Dr Connell said that while efforts were being made to improve the "particularly bad" conditions for women prisoners, they would take at least two years to have an effect.

He added that overcrowding affected the mood of prisoners and the work of prison staff. "Great credit is due to prison staff who perform their duties so responsibly and well."

It was "easy to find fault with the Minister for Justice, who bears the responsibility for prison conditions," he continued. "But what the Minister can achieve is dependent on the urgency with which the problem requiring attention is perceived by the public."

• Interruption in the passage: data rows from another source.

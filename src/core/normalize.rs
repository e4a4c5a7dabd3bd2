//! Canonical forms for distributor attribute strings
//!
//! Every function takes the raw string a distributor reports for one kind of
//! quantity and returns the single canonical rendering stored in the
//! database. Inputs that do not match the expected shape produce `"-"`,
//! except polarization, which is an enumerated vocabulary and rejects
//! unknown tokens.

use regex::Regex;
use std::fmt;
use std::sync::LazyLock;

use crate::core::error::PartError;

/// Placeholder stored when a quantity cannot be read from the input
pub const MISSING: &str = "-";

static RESISTANCE: LazyLock<Regex> =
    LazyLock::new(|| Regex::new(r"\d+\.?\d*\s*[kKmMG]?").expect("valid regex"));
static CAPACITANCE: LazyLock<Regex> =
    LazyLock::new(|| Regex::new(r"(\d+\.?\d*)\s*([fpPnNuUμµmM]?)").expect("valid regex"));
static DECIMAL: LazyLock<Regex> =
    LazyLock::new(|| Regex::new(r"\d+\.?\d*").expect("valid regex"));
static SMD_PACKAGE: LazyLock<Regex> =
    LazyLock::new(|| Regex::new(r"^\d\d\d\d").expect("valid regex"));
static DIMENSION: LazyLock<Regex> =
    LazyLock::new(|| Regex::new(r"(\d+\.?\d*)\s*mm").expect("valid regex"));

/// SI prefixes for capacitance, smallest to largest
const CAPACITANCE_PREFIXES: [&str; 5] = ["f", "p", "n", "μ", "m"];

/// Resistance such as `1K`, `1.00K` or `100`
///
/// Units and whitespace are dropped and a lowercase `k` multiplier is
/// upper-cased. No magnitude renormalization happens.
pub fn resistance(raw: &str) -> String {
    match RESISTANCE.find(raw) {
        Some(m) => m
            .as_str()
            .chars()
            .filter(|c| !c.is_whitespace())
            .map(|c| if c == 'k' { 'K' } else { c })
            .collect(),
        None => MISSING.to_string(),
    }
}

/// Capacitance such as `1nF` or `1.5μF`, scaled into `[1, 1000)` where the
/// prefix range allows it
pub fn capacitance(raw: &str) -> String {
    let Some(caps) = CAPACITANCE.captures(raw) else {
        return MISSING.to_string();
    };
    let Ok(mut value) = caps[1].parse::<f64>() else {
        return MISSING.to_string();
    };
    let mut level = match &caps[2] {
        "f" => 0,
        "p" | "P" => 1,
        "n" | "N" => 2,
        "u" | "U" | "μ" | "µ" => 3,
        "m" | "M" => 4,
        _ => return MISSING.to_string(),
    };

    while value < 1.0 && level > 0 {
        value *= 1000.0;
        level -= 1;
    }
    while value >= 1000.0 && level < CAPACITANCE_PREFIXES.len() - 1 {
        value /= 1000.0;
        level += 1;
    }

    format!("{}{}F", trim_float(value), CAPACITANCE_PREFIXES[level])
}

/// Tolerance such as `1%`; `-` when there is no number (zero ohm jumpers)
pub fn tolerance(raw: &str) -> String {
    with_suffix(raw, "%")
}

/// Power rating such as `0.1W`
pub fn power(raw: &str) -> String {
    with_suffix(raw, "W")
}

/// Voltage rating such as `50V`
pub fn voltage(raw: &str) -> String {
    with_suffix(raw, "V")
}

fn with_suffix(raw: &str, suffix: &str) -> String {
    match DECIMAL.find(raw) {
        Some(m) => format!("{}{}", m.as_str(), suffix),
        None => MISSING.to_string(),
    }
}

/// Resistor composition with spaces removed, e.g. `ThinFilm`
pub fn composition(raw: &str) -> String {
    raw.replace(' ', "")
}

/// Leading four-digit SMD code (`0805 (2012 Metric)` -> `0805`), otherwise
/// the input unchanged
pub fn smd_package(raw: &str) -> String {
    match SMD_PACKAGE.find(raw) {
        Some(m) => m.as_str().to_string(),
        None => raw.to_string(),
    }
}

/// Millimetre dimension padded to at least four characters, e.g. `5.00mm`,
/// `10.0mm`, `12.7mm`
pub fn dimension(raw: &str) -> String {
    let value = DIMENSION
        .captures(raw)
        .and_then(|caps| caps[1].parse::<f64>().ok());
    match value {
        Some(v) => format!("{:0<4}mm", float_repr(v)),
        None => MISSING.to_string(),
    }
}

/// Number followed directly by its unit, e.g. `100 V` -> `100V`
pub fn value_with_unit(raw: &str) -> String {
    raw.chars().filter(|c| !c.is_whitespace()).collect()
}

/// Capacitor polarization
#[derive(Debug, Clone, Copy, PartialEq, Eq)]
pub enum Polarization {
    Polarized,
    Unpolarized,
}

impl Polarization {
    pub fn as_str(&self) -> &'static str {
        match self {
            Polarization::Polarized => "Polarized",
            Polarization::Unpolarized => "Unpolarized",
        }
    }
}

impl fmt::Display for Polarization {
    fn fmt(&self, f: &mut fmt::Formatter<'_>) -> fmt::Result {
        write!(f, "{}", self.as_str())
    }
}

/// Map the distributor polarization vocabulary; unknown tokens are errors
pub fn polarization(raw: &str) -> Result<Polarization, PartError> {
    match raw {
        "Bi-Polar" => Ok(Polarization::Unpolarized),
        "Polar" => Ok(Polarization::Polarized),
        other => Err(PartError::InvalidEnumeratedValue {
            field: "capacitor polarization",
            value: other.to_string(),
        }),
    }
}

/// Shortest decimal rendering that always carries a fractional part (`5.0`)
fn float_repr(value: f64) -> String {
    let s = value.to_string();
    if s.contains('.') {
        s
    } else {
        format!("{}.0", s)
    }
}

/// Shortest decimal rendering without trailing zeros or trailing point
fn trim_float(value: f64) -> String {
    float_repr(value)
        .trim_end_matches('0')
        .trim_end_matches('.')
        .to_string()
}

Quoting from one of his own pastoral letters, he said politicians are sometimes criticised for failing to tackle our problems when the fault may lie more in our own unwillingness to support them it they devise appropriate policies that call for sacrifice from us."

Dr Connell's remarks follow a week of controversy over the Mountjoy prison siege, which ended on Monday of last week.

The governor, Mr John Lonergan, has said the siege was not related to prison conditions and that he believed the prisoners involved, who held four officers hostage for more than two days, were attempting to escape.

The spokesman for the Prison Officers' Association, Mr Tom Hoare, has said there should be no attempt to diminish the seriousness of the episode.

A spokesman for the archbishop said Dr Connell was a "regular" visitor to prisons, and while he had been in none so far this year he had visited Arbour Hill at the end of last year.

He said the archbishop would "normally come into prisons at the invitation of the prison chaplain, say Mass and meet the prisoners.

He added that Dr Connell would frequently discuss the topic with other bishops including Dr Eamonn Walsh, auxiliary bishop with responsibility for prison chaplaincy.